Keith is a small business owner and Angela works in a medical office. We talked about the important role parents play as their children's first teachers and the need to find the right schools for each of their children's learning styles. Fortunately for the Montoya's, there are high-quality school choices in the Stapleton neighborhood.

The Fergusons are a longtime family from the north side. Chris and Marti have two children in the Denver Public Schools, and to them high-quality neighborhood schools are of utmost importance.

Chris is studying to become a Denver firefighter and has explained to me the grueling day-to-day routine in the Fire Academy. I learned a lot about how they have to train and how taxing the process is, both mentally and physically. When I rode along with Firehouse 19 in East Denver a few weeks ago, I saw the results of all the difficult training that fire personnel have to go through. They train for life and death situations which really pays off in emergency situations.

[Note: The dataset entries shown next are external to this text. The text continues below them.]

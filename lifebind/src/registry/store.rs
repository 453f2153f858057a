//! The resource registry.

use parking_lot::{Mutex, RwLock};
use std::sync::atomic::{AtomicBool, AtomicU64, AtomicUsize, Ordering};
use std::sync::Arc;
use tracing::{debug, error, warn};

use super::entry::RegistryEntry;
use super::report::{ReleaseFailure, SweepReport};
use super::sweeper::{Sweeper, SweeperClaim};
use super::EntryId;
use crate::config::RegistryConfig;
use crate::errors::LifebindError;
use crate::events::{self, EventSink, NoOpEventSink};
use crate::liveness::{LivenessToken, Watchable};
use crate::observability::RegistryMetrics;
use crate::resource::Resource;

/// Registry of resources that are released once their watched object dies.
///
/// Entries are added by [`register`](Self::register) and removed only by
/// [`sweep_once`](Self::sweep_once). With `auto_start_sweeper` enabled, the
/// first registration starts a background [`Sweeper`] that calls `sweep_once`
/// at the configured interval.
pub struct ResourceRegistry {
    /// Live entries.
    entries: Mutex<Vec<RegistryEntry>>,
    /// Next entry id.
    next_id: AtomicU64,
    /// Registry configuration.
    config: RegistryConfig,
    /// Activity counters.
    metrics: RegistryMetrics,
    /// Receives release failures and sweep summaries.
    event_sink: RwLock<Arc<dyn EventSink>>,
    /// Whether a sweeper is running for this registry.
    sweeper_started: AtomicBool,
    /// Number of sweepers ever started for this registry.
    sweeper_starts: AtomicUsize,
}

impl ResourceRegistry {
    /// Creates a registry after validating its configuration.
    pub fn new(config: RegistryConfig) -> Result<Arc<Self>, LifebindError> {
        config.validate()?;
        Ok(Self::from_validated(config))
    }

    /// Creates a registry with the default configuration.
    #[must_use]
    pub fn with_defaults() -> Arc<Self> {
        Self::from_validated(RegistryConfig::default())
    }

    pub(crate) fn from_validated(config: RegistryConfig) -> Arc<Self> {
        Arc::new(Self {
            entries: Mutex::new(Vec::new()),
            next_id: AtomicU64::new(1),
            config,
            metrics: RegistryMetrics::default(),
            event_sink: RwLock::new(Arc::new(NoOpEventSink)),
            sweeper_started: AtomicBool::new(false),
            sweeper_starts: AtomicUsize::new(0),
        })
    }

    /// Registers a resource to be released once `token` expires.
    pub fn register<R>(self: &Arc<Self>, resource: R, token: LivenessToken) -> EntryId
    where
        R: Resource + 'static,
    {
        self.insert(None, Arc::new(resource), token)
    }

    /// Registers a resource with a label used in logs and events.
    pub fn register_labeled<R>(
        self: &Arc<Self>,
        resource: R,
        token: LivenessToken,
        label: impl Into<String>,
    ) -> EntryId
    where
        R: Resource + 'static,
    {
        self.insert(Some(label.into()), Arc::new(resource), token)
    }

    fn insert(
        self: &Arc<Self>,
        label: Option<String>,
        resource: Arc<dyn Resource>,
        token: LivenessToken,
    ) -> EntryId {
        let id = EntryId(self.next_id.fetch_add(1, Ordering::Relaxed));
        self.entries
            .lock()
            .push(RegistryEntry::new(id, label, resource, token));
        self.metrics.record_registered();

        if self.config.auto_start_sweeper {
            self.ensure_sweeper();
        }
        id
    }

    /// Keeps `resource` alive until `watched` is dropped, then releases it.
    ///
    /// Returns the resource unchanged.
    pub fn retain<R, W>(self: &Arc<Self>, resource: R, watched: &W) -> R
    where
        R: Resource + Clone + 'static,
        W: Watchable + ?Sized,
    {
        self.register(resource.clone(), watched.liveness_token());
        resource
    }

    /// Like [`retain`](Self::retain), with a label used in logs and events.
    pub fn retain_labeled<R, W>(
        self: &Arc<Self>,
        resource: R,
        label: impl Into<String>,
        watched: &W,
    ) -> R
    where
        R: Resource + Clone + 'static,
        W: Watchable + ?Sized,
    {
        self.register_labeled(resource.clone(), watched.liveness_token(), label);
        resource
    }

    /// Releases every resource whose watched object has died.
    ///
    /// Expired entries are taken out of the registry under the lock, then
    /// released after it is dropped. Entries registered after the partition
    /// are left for a later sweep. A failing release is reported and the entry
    /// stays evicted.
    pub fn sweep_once(&self) -> SweepReport {
        let (expired, examined, retained) = {
            let mut entries = self.entries.lock();
            let examined = entries.len();
            if entries.iter().any(RegistryEntry::is_expired) {
                let (expired, live): (Vec<_>, Vec<_>) = std::mem::take(&mut *entries)
                    .into_iter()
                    .partition(RegistryEntry::is_expired);
                *entries = live;
                (expired, examined, entries.len())
            } else {
                (Vec::new(), examined, examined)
            }
        };

        let mut report = SweepReport {
            examined,
            retained,
            ..SweepReport::default()
        };

        for entry in expired {
            match entry.release() {
                Ok(()) => {
                    self.metrics.record_released();
                    report.released += 1;
                }
                Err(failure) => {
                    warn!(
                        entry = %failure.entry,
                        error = %failure.error,
                        "Resource release failed during sweep"
                    );
                    self.metrics.record_release_failure();
                    self.emit_release_failure(&failure);
                    report.failures.push(failure);
                }
            }
        }

        self.metrics.record_sweep();
        if !report.is_idle() {
            debug!(
                released = report.released,
                failed = report.failures.len(),
                retained = report.retained,
                "Sweep evicted expired resources"
            );
        }
        report
    }

    fn emit_release_failure(&self, failure: &ReleaseFailure) {
        let sink = self.event_sink();
        let data = serde_json::to_value(failure).ok();
        let emitted = std::panic::catch_unwind(std::panic::AssertUnwindSafe(|| {
            sink.try_emit(events::RELEASE_FAILED, data);
        }));
        if emitted.is_err() {
            warn!(entry = %failure.entry, "Event sink panicked while reporting release failure");
        }
    }

    /// Starts the background sweeper unless one is already running.
    ///
    /// Safe to call from many threads at once: exactly one caller starts it.
    /// Failures are logged and leave the sweeper unclaimed, so a later
    /// registration tries again.
    pub fn ensure_sweeper(self: &Arc<Self>) {
        if let Err(e) = self.start_sweeper() {
            error!(error = %e, "Failed to start sweeper");
        }
    }

    /// Starts the background sweeper on a dedicated thread.
    ///
    /// Returns `Ok(false)` if a sweeper was already running.
    pub fn start_sweeper(self: &Arc<Self>) -> Result<bool, LifebindError> {
        let Some(claim) = SweeperClaim::acquire(self) else {
            return Ok(false);
        };

        Sweeper::start_dedicated(self, claim).map_err(LifebindError::SweeperStart)?;
        self.record_sweeper_start();
        Ok(true)
    }

    pub(crate) fn try_claim_sweeper(&self) -> bool {
        !self.sweeper_started.load(Ordering::Acquire)
            && self
                .sweeper_started
                .compare_exchange(false, true, Ordering::AcqRel, Ordering::Acquire)
                .is_ok()
    }

    pub(crate) fn release_sweeper_claim(&self) {
        self.sweeper_started.store(false, Ordering::Release);
    }

    pub(crate) fn record_sweeper_start(&self) {
        let starts = self.sweeper_starts.fetch_add(1, Ordering::SeqCst) + 1;
        debug!(
            interval_ms = self.config.sweep_interval_ms,
            starts, "Sweeper started"
        );
    }

    /// Returns whether a sweeper is running for this registry.
    #[must_use]
    pub fn is_sweeper_running(&self) -> bool {
        self.sweeper_started.load(Ordering::Acquire)
    }

    /// Returns how many sweepers were ever started for this registry.
    #[must_use]
    pub fn sweeper_starts(&self) -> usize {
        self.sweeper_starts.load(Ordering::SeqCst)
    }

    /// Returns the number of live entries.
    #[must_use]
    pub fn len(&self) -> usize {
        self.entries.lock().len()
    }

    /// Returns true if no entries are registered.
    #[must_use]
    pub fn is_empty(&self) -> bool {
        self.entries.lock().is_empty()
    }

    /// Returns the registry configuration.
    #[must_use]
    pub fn config(&self) -> &RegistryConfig {
        &self.config
    }

    /// Returns the registry counters.
    #[must_use]
    pub fn metrics(&self) -> &RegistryMetrics {
        &self.metrics
    }

    /// Replaces the event sink.
    pub fn set_event_sink(&self, sink: Arc<dyn EventSink>) {
        *self.event_sink.write() = sink;
    }

    /// Returns the current event sink.
    #[must_use]
    pub fn event_sink(&self) -> Arc<dyn EventSink> {
        self.event_sink.read().clone()
    }
}

impl std::fmt::Debug for ResourceRegistry {
    fn fmt(&self, f: &mut std::fmt::Formatter<'_>) -> std::fmt::Result {
        f.debug_struct("ResourceRegistry")
            .field("len", &self.len())
            .field("sweeper_running", &self.is_sweeper_running())
            .field("config", &self.config)
            .finish_non_exhaustive()
    }
}
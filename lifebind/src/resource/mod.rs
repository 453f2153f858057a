//! Releasable resources.
//!
//! This module provides:
//! - The [`Resource`] capability consumed by the registry
//! - [`Subscription`], an idempotent resource wrapping a release closure
//! - [`ResourceBag`], which releases everything it holds when dropped

mod bag;
mod subscription;

pub use bag::ResourceBag;
pub use subscription::Subscription;

use std::sync::Arc;

use crate::errors::ReleaseError;

/// Something with an explicit release operation.
///
/// Implementations must make `release` idempotent: the registry and the
/// resource's other holders may both call it, and every call after the first
/// has to be a no-op.
#[cfg_attr(test, mockall::automock)]
pub trait Resource: Send + Sync {
    /// Releases the resource.
    fn release(&self) -> Result<(), ReleaseError>;

    /// Returns whether the resource has been released.
    fn is_released(&self) -> bool {
        false
    }
}

impl<R: Resource + ?Sized> Resource for Arc<R> {
    fn release(&self) -> Result<(), ReleaseError> {
        (**self).release()
    }

    fn is_released(&self) -> bool {
        (**self).is_released()
    }
}

impl<R: Resource + ?Sized> Resource for Box<R> {
    fn release(&self) -> Result<(), ReleaseError> {
        (**self).release()
    }

    fn is_released(&self) -> bool {
        (**self).is_released()
    }
}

I appreciate why the academy and training is so hard.

Before staying with the Fergusons on the 2nd, I spent time as a guest waiter during lunch at Rosalinda's Mexican Café on 33rd and Tejon. The place is hopping and I try to balance good service with chatting up the customers... Rosalinda's is a north side institution. The Aguirre family, the owners, is known not only for great food but their generosity to the community. They have fed countless Denverites with their free Thanksgiving Day meals for decades.

Just like in my house, getting ready for school is always hectic. Waking up, preparing lunch, making breakfast for the boys and driving to school is the daily routine that I share with the Fergusons. There is a sense of hope in this home as the family works to make sure their boys are well-rounded student athletes and gentlemen.

Have you ever been to the White Owl Bar? It lies in the very tight knit community of Globeville on East 45th Avenue. I am greeted by a very diverse group of folks but they share concerns about the progress of their children, traffic, pollution, and mass transit.

Their requests are simple: benches for bus stops, slowed traffic from the many trucks that drive through their neighborhoods and cleaner streets. As I listen, I realize that I want to make sure that these are no longer forgotten neighborhoods. I want to see that they receive the best in services that the City of Denver has to offer.

Lechuga's -- the home of Little Devils -- is another north side institution. The place is always filled with music. Walking in I run into a number of old friends, meet some of my father's former students (my dad is a retired Denver Public Schools teacher) and folks who grew up with my Mejia cousins from the north side.

This is also where I meet my hostess, Judi Bonacquisti. Judi and her husband Paul own the Bonacquisti Winery which is becoming well known. They are in favor of the Buy Denver Initiative that I have proposed to promote Denver-made goods and services. The Denver Made seal will show Denverites that buying products supports our local economy and will help to create jobs... The Bonacquisti's winery is also in the north side. They were the first wine-makers to anchor what is becoming known as winery row on Pecos Street.

Paul and Judi's little ones attend a dual language elementary school and finish homework at the dining room table before rushing off to get ready for school. I'm jealous of the Scooby Doo pajamas.